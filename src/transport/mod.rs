pub mod probe;
pub mod socket;
pub mod wire;

pub use probe::HealthProbe;
pub use socket::{ConnectionState, SocketTransport, TransportEvent};

use crate::error::TransportError;
use crate::frame::Snapshot;
use async_trait::async_trait;
use tokio::sync::mpsc;

/// Seam between the detection session and the socket layer. The session
/// only needs these five operations, which keeps its state machine
/// testable without a live backend.
#[async_trait]
pub trait ResultTransport: Send + Sync {
    /// Reachability check; cached per the probe TTL
    async fn probe(&self) -> Result<(), TransportError>;

    /// Open the stream and return the event receiver
    async fn connect(&self) -> Result<mpsc::Receiver<TransportEvent>, TransportError>;

    /// Deliver one frame, at most once; fails when not connected
    async fn send(&self, snapshot: &Snapshot) -> Result<(), TransportError>;

    /// Normal-closure shutdown; idempotent
    async fn close(&self);

    async fn connection_state(&self) -> ConnectionState;
}

#[async_trait]
impl ResultTransport for SocketTransport {
    async fn probe(&self) -> Result<(), TransportError> {
        SocketTransport::probe(self).await
    }

    async fn connect(&self) -> Result<mpsc::Receiver<TransportEvent>, TransportError> {
        SocketTransport::connect(self).await
    }

    async fn send(&self, snapshot: &Snapshot) -> Result<(), TransportError> {
        SocketTransport::send(self, snapshot).await
    }

    async fn close(&self) {
        SocketTransport::close(self).await
    }

    async fn connection_state(&self) -> ConnectionState {
        SocketTransport::connection_state(self).await
    }
}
____
What needs to be done:
Copy out every line of the listing that contains the string "crate".

Reply to the exercise:
use crate::error::TransportError;
use crate::frame::Snapshot;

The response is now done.